* Task instructions *
Whenever "NaiveDate" occurs in a line of the material, list that line.

*-*-*

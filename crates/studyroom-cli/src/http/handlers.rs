//! HTTP handlers for the REST API.
//!
//! Each handler corresponds to an API endpoint and delegates to the
//! core services for business logic.

use axum::{
    extract::{
        rejection::{JsonRejection, QueryRejection},
        Path, Query, State,
    },
    http::StatusCode,
    Json,
};
use chrono::{Local, NaiveDate};
use serde::{Deserialize, Serialize};
use studyroom_core::service::{self, GeneratedPlan, PerformanceInput, RecordedPerformance};
use studyroom_core::{
    CoreError, Difficulty, Exam, PerformanceRecord, ScheduleRequestPayload, StudyPlan, SubjectSummary, User,
    ValidationError, WeakTopic,
};

use super::error::AppError;
use super::state::AppState;

/// Result type for handlers.
pub type HandlerResult<T> = Result<Json<T>, AppError>;

#[derive(Debug, Serialize)]
pub struct HealthResponse {
    pub status: &'static str,
    pub version: &'static str,
}

#[derive(Debug, Deserialize)]
pub struct CreateUserRequest {
    pub name: String,
    #[serde(default)]
    pub email: Option<String>,
}

#[derive(Debug, Deserialize)]
#[serde(rename_all = "camelCase")]
pub struct CreateExamRequest {
    pub subject: String,
    pub difficulty: Difficulty,
    pub exam_date: NaiveDate,
}

#[derive(Debug, Deserialize)]
pub struct PlanningQuery {
    /// Overrides the planning date (defaults to today).
    pub date: Option<NaiveDate>,
}

#[derive(Debug, Deserialize)]
pub struct SubjectQuery {
    pub subject: Option<String>,
}

fn require_user(db: &studyroom_core::StudyDb, user_id: &str) -> Result<(), CoreError> {
    match db.get_user(user_id)? {
        Some(_) => Ok(()),
        None => Err(CoreError::NotFound {
            entity: "user",
            id: user_id.to_string(),
        }),
    }
}

// =============================================================================
// Health Check
// =============================================================================

/// GET /health
pub async fn health_check() -> Json<HealthResponse> {
    Json(HealthResponse {
        status: "ok",
        version: "v1",
    })
}

// =============================================================================
// Users
// =============================================================================

/// POST /v1/users
pub async fn create_user(
    State(state): State<AppState>,
    body: Result<Json<CreateUserRequest>, JsonRejection>,
) -> Result<(StatusCode, Json<User>), AppError> {
    let Json(request) = body?;
    if request.name.trim().is_empty() {
        return Err(ValidationError::InvalidValue {
            field: "name".into(),
            message: "must not be empty".into(),
        }
        .into());
    }
    let user = User::new(request.name.trim(), request.email);
    let stored = user.clone();
    state.with_db(move |db| db.create_user(&stored)).await?;
    Ok((StatusCode::CREATED, Json(user)))
}

/// GET /v1/users
pub async fn list_users(State(state): State<AppState>) -> HandlerResult<Vec<User>> {
    state.with_db(|db| db.list_users()).await.map(Json)
}

// =============================================================================
// Exams
// =============================================================================

/// POST /v1/users/{user_id}/exams
pub async fn create_exam(
    State(state): State<AppState>,
    Path(user_id): Path<String>,
    body: Result<Json<CreateExamRequest>, JsonRejection>,
) -> Result<(StatusCode, Json<Exam>), AppError> {
    let Json(request) = body?;
    if request.subject.trim().is_empty() {
        return Err(ValidationError::InvalidValue {
            field: "subject".into(),
            message: "must not be empty".into(),
        }
        .into());
    }
    let exam = Exam::new(user_id, request.subject.trim(), request.difficulty, request.exam_date);
    let stored = exam.clone();
    state
        .with_db(move |db| {
            require_user(db, &stored.user_id)?;
            db.create_exam(&stored)
        })
        .await?;
    Ok((StatusCode::CREATED, Json(exam)))
}

/// GET /v1/users/{user_id}/exams
pub async fn list_exams(State(state): State<AppState>, Path(user_id): Path<String>) -> HandlerResult<Vec<Exam>> {
    state
        .with_db(move |db| {
            require_user(db, &user_id)?;
            db.list_exams(&user_id)
        })
        .await
        .map(Json)
}

/// DELETE /v1/exams/{exam_id}
pub async fn delete_exam(State(state): State<AppState>, Path(exam_id): Path<String>) -> Result<StatusCode, AppError> {
    let id = exam_id.clone();
    let deleted = state.with_db(move |db| db.delete_exam(&id)).await?;
    if deleted {
        Ok(StatusCode::NO_CONTENT)
    } else {
        Err(AppError::NotFound(format!("exam not found: {exam_id}")))
    }
}

// =============================================================================
// Study plans
// =============================================================================

/// POST /v1/users/{user_id}/study-plans
///
/// Body: `{ subjects, availableHoursPerDay, preferredStudyTime }`.
pub async fn generate_study_plan(
    State(state): State<AppState>,
    Path(user_id): Path<String>,
    query: Result<Query<PlanningQuery>, QueryRejection>,
    body: Result<Json<ScheduleRequestPayload>, JsonRejection>,
) -> Result<(StatusCode, Json<GeneratedPlan>), AppError> {
    let Query(query) = query?;
    let Json(payload) = body?;
    let planning_date = query.date.unwrap_or_else(|| Local::now().date_naive());
    let generated = state
        .with_db(move |db| service::generate_study_plan(db, &user_id, &payload, planning_date))
        .await?;
    Ok((StatusCode::CREATED, Json(generated)))
}

/// GET /v1/users/{user_id}/study-plans
pub async fn list_study_plans(
    State(state): State<AppState>,
    Path(user_id): Path<String>,
) -> HandlerResult<Vec<StudyPlan>> {
    state
        .with_db(move |db| {
            require_user(db, &user_id)?;
            db.list_study_plans(&user_id)
        })
        .await
        .map(Json)
}

/// GET /v1/users/{user_id}/study-plans/active
pub async fn active_study_plan(State(state): State<AppState>, Path(user_id): Path<String>) -> HandlerResult<StudyPlan> {
    let id = user_id.clone();
    state
        .with_db(move |db| {
            require_user(db, &id)?;
            db.active_study_plan(&id)
        })
        .await?
        .map(Json)
        .ok_or_else(|| AppError::NotFound(format!("no active study plan for user {user_id}")))
}

/// GET /v1/study-plans/{plan_id}
pub async fn get_study_plan(State(state): State<AppState>, Path(plan_id): Path<String>) -> HandlerResult<StudyPlan> {
    let id = plan_id.clone();
    state
        .with_db(move |db| db.get_study_plan(&id))
        .await?
        .map(Json)
        .ok_or_else(|| AppError::NotFound(format!("study plan not found: {plan_id}")))
}

// =============================================================================
// Performance
// =============================================================================

/// POST /v1/users/{user_id}/performance
pub async fn record_performance(
    State(state): State<AppState>,
    Path(user_id): Path<String>,
    body: Result<Json<PerformanceInput>, JsonRejection>,
) -> Result<(StatusCode, Json<RecordedPerformance>), AppError> {
    let Json(input) = body?;
    let config = state.config.performance.clone();
    let recorded = state
        .with_db(move |db| service::record_performance(db, &config, &user_id, &input))
        .await?;
    Ok((StatusCode::CREATED, Json(recorded)))
}

/// GET /v1/users/{user_id}/performance
pub async fn list_performance(
    State(state): State<AppState>,
    Path(user_id): Path<String>,
    query: Result<Query<SubjectQuery>, QueryRejection>,
) -> HandlerResult<Vec<PerformanceRecord>> {
    let Query(query) = query?;
    state
        .with_db(move |db| {
            require_user(db, &user_id)?;
            db.list_performance(&user_id, query.subject.as_deref())
        })
        .await
        .map(Json)
}

/// GET /v1/users/{user_id}/performance/summary
pub async fn performance_summary(
    State(state): State<AppState>,
    Path(user_id): Path<String>,
) -> HandlerResult<Vec<SubjectSummary>> {
    state
        .with_db(move |db| {
            require_user(db, &user_id)?;
            service::performance_summary(db, &user_id)
        })
        .await
        .map(Json)
}

/// GET /v1/users/{user_id}/weak-topics
pub async fn list_weak_topics(State(state): State<AppState>, Path(user_id): Path<String>) -> HandlerResult<Vec<WeakTopic>> {
    state
        .with_db(move |db| {
            require_user(db, &user_id)?;
            db.list_weak_topics(&user_id)
        })
        .await
        .map(Json)
}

*-*-*

* Task result *
use chrono::{Local, NaiveDate};
    pub exam_date: NaiveDate,
    pub date: Option<NaiveDate>,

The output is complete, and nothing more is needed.